El infarto de mi padre marcó un antes y un después en su vida. Había empezado a sentirse mal en el chalet de un amigo, en los Negrales, después de comer y de echar una partida muy suave al frontón. Achacó al principio el malestar a la comida, pero cuando tuvo que acostarse porque no aguantaba más, mi madre insistió para que el amigo pidiera una ambulancia. De no ser por la intuición y la insistencia de mi madre, es muy posible que no lo hubiera contado.

Apenas estuvo un par de días en la UVI. Enseguida, el martes o el miércoles de la semana siguiente, le pasaron a una habitación. Pilar y yo íbamos a verle casi todos los días. Era la primera vez que ocurría algo grave en mi familia, y estábamos todos muy sensibilizados. Recuerdo aquellos días con una gran carga de tristeza, porque las cosas también empezaron a torcerse en la empresa. Cada vez había más trabajo, yo tampoco tenía demasiada experiencia, y eso hizo que se complicaran las cosas. Por suerte, Pilar seguía a mi lado, a pesar de que, supongo que inevitablemente, debido a lo de mi padre y a la triste situación en la empresa, mi carácter cambió. Ella estaba llena de optimismo, a pesar de que también en su empresa las cosas estaban empezando a ponerse duras, con una carga de trabajo excesiva y una presión sobre los empleados fuera de lo normal.

Con el paso del tiempo, nos dimos cuenta de que a mi padre le había dado un infarto terapéutico. A raíz de aquello, dejó de fumar y adelgazó un montón de kilos. Lo peor fueron las secuelas, ya que tanto mi cuñado Javier como yo tuvimos que dejar de fumar también, porque de fumarse más o menos un paquete de Winston diario, mi padre pasó a convertirse en un allatola antitabaco, actitud que mantiene incluso hoy en día. El caso es que mejoró ostensiblemente su salud, salió pronto de la Clínica Puerta de Hierro, se hizo sus correspondientes pruebas de fuerza y análisis, y todo volvió a la normalidad. El médico que le trató le dijo que había visto anginas de pecho peores que su infarto, pero que de todos modos se cuidara, y lo hizo. Vaya que lo hizo. Para eso estaba además mi madre, ojo avizor ante cualquier cosa que pudiera perjudicarle, tanto a nivel de alimentación, como en lo que se refiere al ejercicio diario.

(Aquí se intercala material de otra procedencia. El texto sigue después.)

//! Logical event model: the 64-bit event mask (kernel bits plus the
//! synthetic high bits attached by the coalescer and the tracker) and the
//! immutable `Event` record that flows through the pipeline.

use std::fmt;
use std::fs;
use std::ops::{BitAnd, BitOr, BitOrAssign};
use std::path::{Path, PathBuf};
use std::time::SystemTime;

use chrono::{DateTime, Utc};
use serde_json::{Map, Value};
use tokio::time::Instant;

use crate::inotify::RawEvent;

/// Union of kernel inotify bits (low 32) and synthetic bits (above bit 32).
#[derive(Debug, Clone, Copy, PartialEq, Eq, Default, Hash)]
pub struct EventMask(pub u64);

impl EventMask {
    pub const ACCESS: EventMask = EventMask(0x0000_0001);
    pub const MODIFY: EventMask = EventMask(0x0000_0002);
    pub const ATTRIB: EventMask = EventMask(0x0000_0004);
    pub const CLOSE_WRITE: EventMask = EventMask(0x0000_0008);
    pub const CLOSE_NOWRITE: EventMask = EventMask(0x0000_0010);
    pub const OPEN: EventMask = EventMask(0x0000_0020);
    pub const MOVED_FROM: EventMask = EventMask(0x0000_0040);
    pub const MOVED_TO: EventMask = EventMask(0x0000_0080);
    pub const CREATE: EventMask = EventMask(0x0000_0100);
    pub const DELETE: EventMask = EventMask(0x0000_0200);
    pub const DELETE_SELF: EventMask = EventMask(0x0000_0400);
    pub const MOVE_SELF: EventMask = EventMask(0x0000_0800);
    pub const UNMOUNT: EventMask = EventMask(0x0000_2000);
    pub const Q_OVERFLOW: EventMask = EventMask(0x0000_4000);
    pub const IGNORED: EventMask = EventMask(0x0000_8000);
    pub const ISDIR: EventMask = EventMask(0x4000_0000);

    pub const ALL_EVENTS: EventMask = EventMask(0x0000_0fff);
    pub const MOVE: EventMask = EventMask(0x0000_00c0);
    pub const CLOSE: EventMask = EventMask(0x0000_0018);

    // Synthetic bits, kept above bit 32 so they can never collide with
    // anything the kernel reports.
    pub const META: EventMask = EventMask(1 << 32);
    pub const RENAME: EventMask = EventMask(1 << 33);
    pub const BEGIN_MODIFY: EventMask = EventMask(1 << 34);
    pub const IN_MODIFY: EventMask = EventMask(1 << 35);
    pub const END_MODIFY: EventMask = EventMask(1 << 36);
    pub const MODIFY_CONFIG: EventMask = EventMask(1 << 37);

    const EXTENDED_BITS: u64 = 0x3f_0000_0000;

    pub fn empty() -> EventMask {
        EventMask(0)
    }

    pub fn is_empty(self) -> bool {
        self.0 == 0
    }

    pub fn contains(self, other: EventMask) -> bool {
        self.0 & other.0 == other.0
    }

    pub fn intersects(self, other: EventMask) -> bool {
        self.0 & other.0 != 0
    }

    /// The low 32 bits, suitable for `inotify_add_watch`.
    pub fn kernel_bits(self) -> u32 {
        (self.0 & 0xffff_ffff) as u32
    }

    /// Lowest set bit, `0` if none.
    pub fn lowest(self) -> EventMask {
        EventMask(self.0 & self.0.wrapping_neg())
    }

    /// The single bit that names this event: the lowest set synthetic bit
    /// if any, otherwise the lowest set kernel bit.
    pub fn significant(self) -> EventMask {
        let extended = self.0 & Self::EXTENDED_BITS;
        if extended != 0 {
            EventMask(extended & extended.wrapping_neg())
        } else {
            self.lowest()
        }
    }

    /// Symbolic name of the significant bit.
    pub fn name(self) -> &'static str {
        let bit = self.significant().0;
        for &(value, name) in EXTENDED_NAMES.iter().chain(BASE_NAMES) {
            if value == bit {
                return name;
            }
        }
        "UNDEFINED"
    }

    /// All set named bits joined by `|`, in ascending bit order.
    pub fn full_name(self) -> String {
        let mut names = Vec::new();
        for &(value, name) in BASE_NAMES.iter().chain(EXTENDED_NAMES) {
            if self.0 & value == value {
                names.push(name);
            }
        }
        names.join("|")
    }

    /// Parses a `|`-joined list of symbolic names (`IN_MODIFY|EX_RENAME`).
    pub fn parse(spec: &str) -> Result<EventMask, UnknownEventName> {
        let mut mask = EventMask::empty();
        for part in spec.split('|') {
            let part = part.trim();
            if part.is_empty() {
                continue;
            }
            mask |= lookup_name(part).ok_or_else(|| UnknownEventName(part.to_string()))?;
        }
        Ok(mask)
    }
}

impl BitOr for EventMask {
    type Output = EventMask;
    fn bitor(self, rhs: EventMask) -> EventMask {
        EventMask(self.0 | rhs.0)
    }
}

impl BitOrAssign for EventMask {
    fn bitor_assign(&mut self, rhs: EventMask) {
        self.0 |= rhs.0;
    }
}

impl BitAnd for EventMask {
    type Output = EventMask;
    fn bitand(self, rhs: EventMask) -> EventMask {
        EventMask(self.0 & rhs.0)
    }
}

impl fmt::Display for EventMask {
    fn fmt(&self, f: &mut fmt::Formatter<'_>) -> fmt::Result {
        f.write_str(self.name())
    }
}

#[derive(Debug, thiserror::Error)]
#[error("unknown event name: {0}")]
pub struct UnknownEventName(pub String);

const BASE_NAMES: &[(u64, &str)] = &[
    (0x0000_0001, "IN_ACCESS"),
    (0x0000_0002, "IN_MODIFY"),
    (0x0000_0004, "IN_ATTRIB"),
    (0x0000_0008, "IN_CLOSE_WRITE"),
    (0x0000_0010, "IN_CLOSE_NOWRITE"),
    (0x0000_0020, "IN_OPEN"),
    (0x0000_0040, "IN_MOVED_FROM"),
    (0x0000_0080, "IN_MOVED_TO"),
    (0x0000_0100, "IN_CREATE"),
    (0x0000_0200, "IN_DELETE"),
    (0x0000_0400, "IN_DELETE_SELF"),
    (0x0000_0800, "IN_MOVE_SELF"),
    (0x0000_2000, "IN_UNMOUNT"),
    (0x0000_4000, "IN_Q_OVERFLOW"),
    (0x0000_8000, "IN_IGNORED"),
    (0x4000_0000, "IN_ISDIR"),
];

const EXTENDED_NAMES: &[(u64, &str)] = &[
    (1 << 32, "EX_META"),
    (1 << 33, "EX_RENAME"),
    (1 << 34, "EX_BEGIN_MODIFY"),
    (1 << 35, "EX_IN_MODIFY"),
    (1 << 36, "EX_END_MODIFY"),
    (1 << 37, "EX_MODIFY_CONFIG"),
];

fn lookup_name(name: &str) -> Option<EventMask> {
    match name {
        "IN_ALL_EVENTS" => return Some(EventMask::ALL_EVENTS),
        "IN_MOVE" => return Some(EventMask::MOVE),
        "IN_CLOSE" => return Some(EventMask::CLOSE),
        _ => {}
    }
    BASE_NAMES
        .iter()
        .chain(EXTENDED_NAMES)
        .find(|&&(_, n)| n == name)
        .map(|&(v, _)| EventMask(v))
}

/// A logical filesystem event. Immutable once constructed; the coalescer
/// produces updated copies through [`Event::derive`].
#[derive(Debug, Clone)]
pub struct Event {
    pub mask: EventMask,
    pub cookie: u32,
    pub wd: i32,
    pub src_path: PathBuf,
    pub dest_path: Option<PathBuf>,
    /// Monotonic time used by the delay buffer and meters.
    pub time: Instant,
    /// Wall-clock time used for the event log and formatted output.
    pub wall_time: SystemTime,
    /// Enrichment fields (`before`, `after`, `diff`, `msg`, ...).
    pub fields: Map<String, Value>,
}

impl Event {
    pub fn from_raw(raw: &RawEvent, src_path: PathBuf) -> Event {
        Event {
            mask: EventMask(raw.mask as u64),
            cookie: raw.cookie,
            wd: raw.wd,
            src_path,
            dest_path: None,
            time: Instant::now(),
            wall_time: SystemTime::now(),
            fields: Map::new(),
        }
    }

    /// Copy of this event with `extra` OR-ed into the mask and, optionally,
    /// a destination path. Cookie and timestamps are preserved so derived
    /// events keep their position in the delay window.
    pub fn derive(&self, extra: EventMask, dest_path: Option<PathBuf>) -> Event {
        Event {
            mask: self.mask | extra,
            dest_path: dest_path.or_else(|| self.dest_path.clone()),
            fields: self.fields.clone(),
            ..self.clone()
        }
    }

    /// Synthetic `EX_META` event carrying an operator-facing message.
    pub fn meta(msg: impl Into<String>) -> Event {
        let mut fields = Map::new();
        fields.insert("msg".to_string(), Value::String(msg.into()));
        fields.insert(
            "msg_time".to_string(),
            Value::String(format_wall_time(SystemTime::now())),
        );
        Event {
            mask: EventMask::META,
            cookie: 0,
            wd: -1,
            src_path: PathBuf::new(),
            dest_path: None,
            time: Instant::now(),
            wall_time: SystemTime::now(),
            fields,
        }
    }

    /// `EX_MODIFY_CONFIG` event emitted by the version tracker.
    pub fn modify_config(path: &Path, before: Value, after: Value, diff: Value) -> Event {
        let mut fields = Map::new();
        fields.insert("before".to_string(), before);
        fields.insert("after".to_string(), after);
        fields.insert("diff".to_string(), diff);
        Event {
            mask: EventMask::MODIFY_CONFIG,
            cookie: 0,
            wd: -1,
            src_path: path.to_path_buf(),
            dest_path: None,
            time: Instant::now(),
            wall_time: SystemTime::now(),
            fields,
        }
    }

    pub fn is_dir(&self) -> bool {
        self.mask.intersects(EventMask::ISDIR)
    }

    pub fn is_create_dir(&self) -> bool {
        self.mask.contains(EventMask::ISDIR | EventMask::CREATE)
    }

    pub fn is_overflow(&self) -> bool {
        self.mask.intersects(EventMask::Q_OVERFLOW)
    }

    pub fn is_ignored(&self) -> bool {
        self.mask.intersects(EventMask::IGNORED)
    }

    /// Suppressed mid-burst modify marker: dropped by the consumer.
    pub fn is_suppressed(&self) -> bool {
        self.mask.significant() == EventMask::IN_MODIFY
    }

    /// The fields available to route format templates.
    pub fn render_fields(&self) -> Map<String, Value> {
        let mut fields = self.fields.clone();
        fields.insert(
            "ev_src".to_string(),
            Value::String(self.src_path.to_string_lossy().into_owned()),
        );
        fields.insert(
            "ev_dest".to_string(),
            match &self.dest_path {
                Some(p) => Value::String(p.to_string_lossy().into_owned()),
                None => Value::Null,
            },
        );
        fields.insert(
            "ev_time".to_string(),
            Value::String(format_wall_time(self.wall_time)),
        );
        fields.insert("ev_name".to_string(), Value::String(self.mask.full_name()));
        fields
    }
}

impl fmt::Display for Event {
    fn fmt(&self, f: &mut fmt::Formatter<'_>) -> fmt::Result {
        write!(f, "{} {}", self.mask.name(), self.src_path.display())
    }
}

pub fn format_wall_time(t: SystemTime) -> String {
    let dt: DateTime<Utc> = t.into();
    dt.format("%Y-%m-%d %H:%M:%S%.6f").to_string()
}

/// Pids of processes currently holding `path` open, found by walking
/// `/proc/*/fd`. Best effort: unreadable entries are skipped.
pub fn procs_for_path(path: &Path) -> Vec<u32> {
    let mut pids = Vec::new();
    let entries = match fs::read_dir("/proc") {
        Ok(entries) => entries,
        Err(_) => return pids,
    };
    for entry in entries.flatten() {
        let name = entry.file_name();
        let pid: u32 = match name.to_string_lossy().parse() {
            Ok(pid) => pid,
            Err(_) => continue,
        };
        let fd_dir = format!("/proc/{pid}/fd");
        let fds = match fs::read_dir(&fd_dir) {
            Ok(fds) => fds,
            Err(_) => continue,
        };
        for fd in fds.flatten() {
            if let Ok(target) = fs::read_link(fd.path()) {
                if target == path {
                    pids.push(pid);
                    break;
                }
            }
        }
    }
    pids
}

La actitud de Pilar en aquellos momentos duros de mi vida fue la de estar a mi lado en todo momento. Conocíamos muchas parejas que, llevando incluso más años de relación, se habían venido abajo ante cualquier problema que tuviera uno de ellos, y yo había llegado incluso a pensar en aquella época que estaba sometiendo a Pilar a una prueba muy dura. Estaba por aquel entonces muy lejos de conocer todavía la categoría real de la persona con la que había decidido compartir mi vida. Lo de mi padre, que a mí se me había hecho un mundo, no era casi nada comparado con todo lo que vendría después, y no me refiero a los dos últimos años, sino a acontecimientos, no muy lejanos en el tiempo, a los que les llegará el turno en próximas entradas. Era la primera vez que sufríamos una situación de enfermedad familiar grave de un pariente cercano, aunque ella había tenido la experiencia de sufrir la muerte de su tía Amadora y de uno de sus hijos, ambos de cáncer. Una experiencia terrible. Estaba, por así decirlo, más acostumbrada al dolor que yo, que jamás había vivido una experiencia ni siquiera parecida. Esa madurez de Pilar me ayudó mucho a sobrellevar con más o menos entereza todo el asunto de mi padre.